-- Opening Marker --

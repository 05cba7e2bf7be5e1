use crate::datum::{Datum, object};
use crate::errors::DbError;
use crate::storage::TableRef;
use std::collections::BTreeMap;
use std::fmt;

pub type DatumIter = Box<dyn Iterator<Item = Result<Datum, DbError>> + Send>;

/// Where a sequence came from. Sequences derived from array literals are answered as arrays;
/// everything else is streamed through a cursor.
#[derive(Debug, Clone, Copy, PartialEq, Eq)]
pub enum SeqKind {
    Array,
    Stream,
}

/// A lazy, pull-based sequence of rows.
pub struct Sequence {
    iter: DatumIter,
    pub kind: SeqKind,
    pub infinite: bool,
}

impl fmt::Debug for Sequence {
    fn fmt(&self, f: &mut fmt::Formatter<'_>) -> fmt::Result {
        f.debug_struct("Sequence").field("kind", &self.kind).field("infinite", &self.infinite).finish()
    }
}

impl Sequence {
    #[must_use]
    pub fn array(items: Vec<Datum>) -> Self {
        Self { iter: Box::new(items.into_iter().map(Ok)), kind: SeqKind::Array, infinite: false }
    }

    pub fn stream<I>(iter: I) -> Self
    where
        I: Iterator<Item = Result<Datum, DbError>> + Send + 'static,
    {
        Self { iter: Box::new(iter), kind: SeqKind::Stream, infinite: false }
    }

    #[must_use]
    pub fn infinite(mut self) -> Self {
        self.infinite = true;
        self
    }

    pub fn map_items<F>(self, mut f: F) -> Self
    where
        F: FnMut(Datum) -> Result<Datum, DbError> + Send + 'static,
    {
        let Self { iter, kind, infinite } = self;
        Self { iter: Box::new(iter.map(move |item| item.and_then(&mut f))), kind, infinite }
    }

    pub fn filter_items<F>(self, mut keep: F) -> Self
    where
        F: FnMut(&Datum) -> Result<bool, DbError> + Send + 'static,
    {
        let Self { iter, kind, infinite } = self;
        let iter = iter.filter_map(move |item| match item {
            Ok(d) => match keep(&d) {
                Ok(true) => Some(Ok(d)),
                Ok(false) => None,
                Err(e) => Some(Err(e)),
            },
            Err(e) => Some(Err(e)),
        });
        Self { iter: Box::new(iter), kind, infinite }
    }

    /// Like `map_items`, but `None` drops the row.
    pub fn filter_map_items<F>(self, mut f: F) -> Self
    where
        F: FnMut(Datum) -> Result<Option<Datum>, DbError> + Send + 'static,
    {
        let Self { iter, kind, infinite } = self;
        let iter = iter.filter_map(move |item| item.and_then(&mut f).transpose());
        Self { iter: Box::new(iter), kind, infinite }
    }

    pub fn flat_map_items<F>(self, mut f: F) -> Self
    where
        F: FnMut(Datum) -> Result<Vec<Datum>, DbError> + Send + 'static,
    {
        let Self { iter, kind, infinite } = self;
        let iter = iter.flat_map(move |item| match item.and_then(&mut f) {
            Ok(rows) => rows.into_iter().map(Ok).collect::<Vec<_>>(),
            Err(e) => vec![Err(e)],
        });
        Self { iter: Box::new(iter), kind, infinite }
    }

    #[must_use]
    pub fn skip_items(self, n: usize) -> Self {
        let Self { iter, kind, infinite } = self;
        Self { iter: Box::new(iter.skip(n)), kind, infinite }
    }

    #[must_use]
    pub fn take_items(self, n: usize) -> Self {
        let Self { iter, kind, .. } = self;
        Self { iter: Box::new(iter.take(n)), kind, infinite: false }
    }

    #[must_use]
    pub fn chain(self, other: Self) -> Self {
        let kind = if self.kind == SeqKind::Array && other.kind == SeqKind::Array {
            SeqKind::Array
        } else {
            SeqKind::Stream
        };
        let infinite = self.infinite || other.infinite;
        Self { iter: Box::new(self.iter.chain(other.iter)), kind, infinite }
    }

    /// Drains the sequence into memory, refusing infinite sequences and anything over `limit`.
    pub fn collect_bounded(self, limit: usize) -> Result<Vec<Datum>, DbError> {
        if self.infinite {
            return Err(DbError::ResourceExhausted(
                "Cannot materialize an infinite sequence".into(),
            ));
        }
        let mut out = Vec::new();
        for item in self.iter {
            if out.len() >= limit {
                return Err(DbError::ResourceExhausted(format!("Array over size limit `{limit}`.")));
            }
            out.push(item?);
        }
        Ok(out)
    }

    /// Re-wraps already collected rows keeping this sequence's kind.
    #[must_use]
    pub fn rebuilt(kind: SeqKind, rows: Vec<Datum>) -> Self {
        Self::array(rows).with_kind(kind)
    }

    #[must_use]
    pub const fn with_kind(mut self, kind: SeqKind) -> Self {
        self.kind = kind;
        self
    }

    pub(crate) fn replace_iter(self, f: impl FnOnce(DatumIter) -> DatumIter) -> Self {
        let kind = self.kind;
        let infinite = self.infinite;
        let iter = f(self.iter);
        Self { iter, kind, infinite }
    }
}

impl Iterator for Sequence {
    type Item = Result<Datum, DbError>;

    fn next(&mut self) -> Option<Self::Item> {
        self.iter.next()
    }
}

/// Result of `group`: group key to per-group value, ordered by key.
#[derive(Debug, Clone, Default, PartialEq)]
pub struct GroupedData(pub BTreeMap<Datum, Datum>);

impl GroupedData {
    /// `[{group, reduction}]` in key order.
    #[must_use]
    pub fn ungroup(self) -> Vec<Datum> {
        self.0
            .into_iter()
            .map(|(group, reduction)| object([("group", group), ("reduction", reduction)]))
            .collect()
    }
}

/// Intermediate evaluation result.
pub enum Value {
    Datum(Datum),
    Sequence(Sequence),
    Table(TableRef),
    Grouped(GroupedData),
}

impl fmt::Debug for Value {
    fn fmt(&self, f: &mut fmt::Formatter<'_>) -> fmt::Result {
        match self {
            Self::Datum(d) => f.debug_tuple("Datum").field(d).finish(),
            Self::Sequence(s) => f.debug_tuple("Sequence").field(s).finish(),
            Self::Table(t) => f.debug_tuple("Table").field(&t.name()).finish(),
            Self::Grouped(g) => f.debug_tuple("Grouped").field(g).finish(),
        }
    }
}

impl Value {
    #[must_use]
    pub const fn type_name(&self) -> &'static str {
        match self {
            Self::Datum(d) => d.type_name(),
            Self::Sequence(_) => "SEQUENCE",
            Self::Table(_) => "TABLE",
            Self::Grouped(_) => "GROUPED_DATA",
        }
    }

    /// Views the value as a row sequence. Arrays become array-kind sequences.
    pub fn into_sequence(self) -> Result<Sequence, DbError> {
        match self {
            Self::Sequence(s) => Ok(s),
            Self::Table(t) => Ok(Sequence::stream(t.scan().map(Ok))),
            Self::Datum(Datum::Array(items)) => Ok(Sequence::array(items)),
            other => Err(DbError::TypeMismatch(format!(
                "Cannot convert {} to SEQUENCE",
                other.type_name()
            ))),
        }
    }

    /// Materializes the value; sequences become arrays bounded by `limit`.
    pub fn into_datum(self, limit: usize) -> Result<Datum, DbError> {
        match self {
            Self::Datum(d) => Ok(d),
            Self::Grouped(g) => Ok(Datum::Array(g.ungroup())),
            other => Ok(Datum::Array(other.into_sequence()?.collect_bounded(limit)?)),
        }
    }

    #[must_use]
    pub const fn is_sequence(&self) -> bool {
        matches!(self, Self::Sequence(_) | Self::Table(_) | Self::Datum(Datum::Array(_)))
    }
}

impl From<Datum> for Value {
    fn from(d: Datum) -> Self {
        Self::Datum(d)
    }
}

impl From<Sequence> for Value {
    fn from(s: Sequence) -> Self {
        Self::Sequence(s)
    }
}

#[cfg(test)]
mod tests {
    use super::*;
    use crate::errors::ErrorKind;

    fn nums(v: &[i32]) -> Vec<Datum> {
        v.iter().map(|n| Datum::from(*n)).collect()
    }

    #[test]
    fn adapters_are_lazy_and_ordered() {
        let s = Sequence::array(nums(&[1, 2, 3, 4]))
            .filter_items(|d| Ok(d.as_f64().unwrap_or(0.0) > 1.0))
            .map_items(|d| Ok(Datum::from(d.as_f64().unwrap_or(0.0) * 10.0)));
        assert_eq!(s.collect_bounded(10).unwrap(), nums(&[20, 30, 40]));
    }

    #[test]
    fn collect_bounded_enforces_limit() {
        let err = Sequence::array(nums(&[1, 2, 3])).collect_bounded(2).unwrap_err();
        assert_eq!(err.kind(), ErrorKind::ResourceExhausted);
        let inf = Sequence::stream(std::iter::repeat_with(|| Ok(Datum::Null))).infinite();
        assert_eq!(inf.collect_bounded(5).unwrap_err().kind(), ErrorKind::ResourceExhausted);
    }

    #[test]
    fn take_makes_infinite_finite() {
        let s = Sequence::stream((0..).map(|i: i32| Ok(Datum::from(i)))).infinite().take_items(3);
        assert!(!s.infinite);
        assert_eq!(s.collect_bounded(10).unwrap(), nums(&[0, 1, 2]));
    }

    #[test]
    fn ungroup_orders_by_key() {
        let mut g = GroupedData::default();
        g.0.insert(Datum::from("b"), Datum::from(2));
        g.0.insert(Datum::from("a"), Datum::from(1));
        let rows = g.ungroup();
        assert_eq!(rows[0].field("group"), Some(&Datum::from("a")));
        assert_eq!(rows[1].field("reduction"), Some(&Datum::from(2)));
    }
}
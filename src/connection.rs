//! Query execution entry point.
//!
//! `Connection::run` opens every table the query names, evaluates it and shapes the answer:
//! atoms come back whole, streams through a `Cursor`, writes as a `WriteResult`.
use crate::config::QueryConfig;
use crate::datum::Datum;
use crate::errors::DbError;
use crate::query::builder::Expr;
use crate::query::cursor::Cursor;
use crate::query::eval::{QueryContext, Scope, eval};
use crate::query::telemetry;
use crate::query::term::{Op, Term};
use crate::query::value::{SeqKind, Value};
use crate::query::write::{WriteExecutor, WriteResult};
use crate::storage::{Durability, Storage};
use std::collections::BTreeSet;
use std::sync::Arc;
use std::time::Instant;

#[derive(Debug)]
pub enum Response {
    Atom(Datum),
    Cursor(Cursor),
    Write(WriteResult),
}

impl Response {
    /// Collapses any response into a datum; cursors are drained.
    pub async fn into_datum(self) -> Result<Datum, DbError> {
        match self {
            Self::Atom(d) => Ok(d),
            Self::Cursor(mut c) => Ok(Datum::Array(c.to_array().await?)),
            Self::Write(w) => Ok(w.to_datum()),
        }
    }

    pub fn into_cursor(self) -> Result<Cursor, DbError> {
        match self {
            Self::Cursor(c) => Ok(c),
            other => Err(DbError::TypeMismatch(format!("Expected a cursor but found {}", other.kind()))),
        }
    }

    pub fn into_write(self) -> Result<WriteResult, DbError> {
        match self {
            Self::Write(w) => Ok(w),
            other => {
                Err(DbError::TypeMismatch(format!("Expected a write result but found {}", other.kind())))
            }
        }
    }

    const fn kind(&self) -> &'static str {
        match self {
            Self::Atom(_) => "an atom",
            Self::Cursor(_) => "a cursor",
            Self::Write(_) => "a write result",
        }
    }
}

/// Per-run options.
#[derive(Debug, Clone, Default, PartialEq, Eq)]
pub struct RunOptions {
    /// Durability for writes without their own; takes precedence over the table's setting.
    pub durability: Option<Durability>,
}

pub struct Connection {
    storage: Arc<dyn Storage>,
    config: QueryConfig,
}

impl std::fmt::Debug for Connection {
    fn fmt(&self, f: &mut std::fmt::Formatter<'_>) -> std::fmt::Result {
        f.debug_struct("Connection").field("config", &self.config).finish()
    }
}

/// Literal table names referenced anywhere in `term`.
fn referenced_tables(term: &Term) -> BTreeSet<String> {
    let mut out = BTreeSet::new();
    term.walk(&mut |t| {
        if let Term::Call(c) = t
            && c.op == Op::Table
            && let Some(name) = c.args.first().and_then(|a| a.as_literal()).and_then(Datum::as_str)
        {
            out.insert(name.to_owned());
        }
    });
    out
}

impl Connection {
    #[must_use]
    pub fn new(storage: Arc<dyn Storage>) -> Self {
        Self::with_config(storage, QueryConfig::default())
    }

    #[must_use]
    pub fn with_config(storage: Arc<dyn Storage>, config: QueryConfig) -> Self {
        telemetry::set_slow_query_ms(config.slow_query_ms);
        Self { storage, config }
    }

    #[must_use]
    pub fn config(&self) -> &QueryConfig {
        &self.config
    }

    pub async fn run(&self, query: &Expr) -> Result<Response, DbError> {
        self.run_term(query.term(), &RunOptions::default()).await
    }

    pub async fn run_with(&self, query: &Expr, opts: &RunOptions) -> Result<Response, DbError> {
        self.run_term(query.term(), opts).await
    }

    pub async fn run_term(&self, term: &Arc<Term>, opts: &RunOptions) -> Result<Response, DbError> {
        let started = Instant::now();
        let hash = telemetry::query_hash(term);
        let root = term.op().map_or_else(|| "datum".to_owned(), Op::name);
        let out = self.execute(term, opts).await;
        telemetry::log_query(&hash, &root, started.elapsed().as_millis(), out.is_ok());
        match &out {
            Ok(Response::Write(w)) => telemetry::log_write(w),
            Ok(Response::Cursor(_)) => telemetry::log_cursor_opened(),
            Ok(Response::Atom(_)) => {}
            Err(e) => log::debug!("run: hash={hash}, root={root}, error={e}"),
        }
        out
    }

    async fn execute(&self, term: &Arc<Term>, opts: &RunOptions) -> Result<Response, DbError> {
        let mut ctx = QueryContext::new(self.config.array_limit);
        for name in referenced_tables(term) {
            ctx.add_table(self.storage.open_table(&name).await?);
        }
        let scope = Scope::new(Arc::new(ctx));
        if term.op().is_some_and(Op::is_write) {
            let result = WriteExecutor::new(self.storage.as_ref(), self.config.default_durability)
                .with_run_durability(opts.durability)
                .execute(term, &scope)
                .await?;
            return Ok(Response::Write(result));
        }
        let limit = self.config.array_limit;
        Ok(match eval(term, &scope)? {
            Value::Datum(d) => Response::Atom(d),
            Value::Grouped(g) => Response::Atom(Datum::Array(g.ungroup())),
            Value::Sequence(s) if s.kind == SeqKind::Array && !s.infinite => {
                Response::Atom(Datum::Array(s.collect_bounded(limit)?))
            }
            other => Response::Cursor(Cursor::spawn(other.into_sequence()?, self.config.cursor_buffer, limit)),
        })
    }
}

impl Expr {
    /// Runs this query on `conn`.
    pub async fn run(&self, conn: &Connection) -> Result<Response, DbError> {
        conn.run(self).await
    }
}
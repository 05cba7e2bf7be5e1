#[path = "../integration_tests/_support.rs"]
mod _support;
mod prop_query;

-- Closing Marker --

**TASK**
In the answer, the lines from the first line of the data above through the line containing "pub type DatumIter" must appear exactly as written, with nothing else.

**RESPONSE BOX**
repository 05cba7e2bf7be5e1
use crate::datum::{Datum, object};
use crate::errors::DbError;
use crate::storage::TableRef;
use std::collections::BTreeMap;
use std::fmt;

pub type DatumIter = Box<dyn Iterator<Item = Result<Datum, DbError>> + Send>;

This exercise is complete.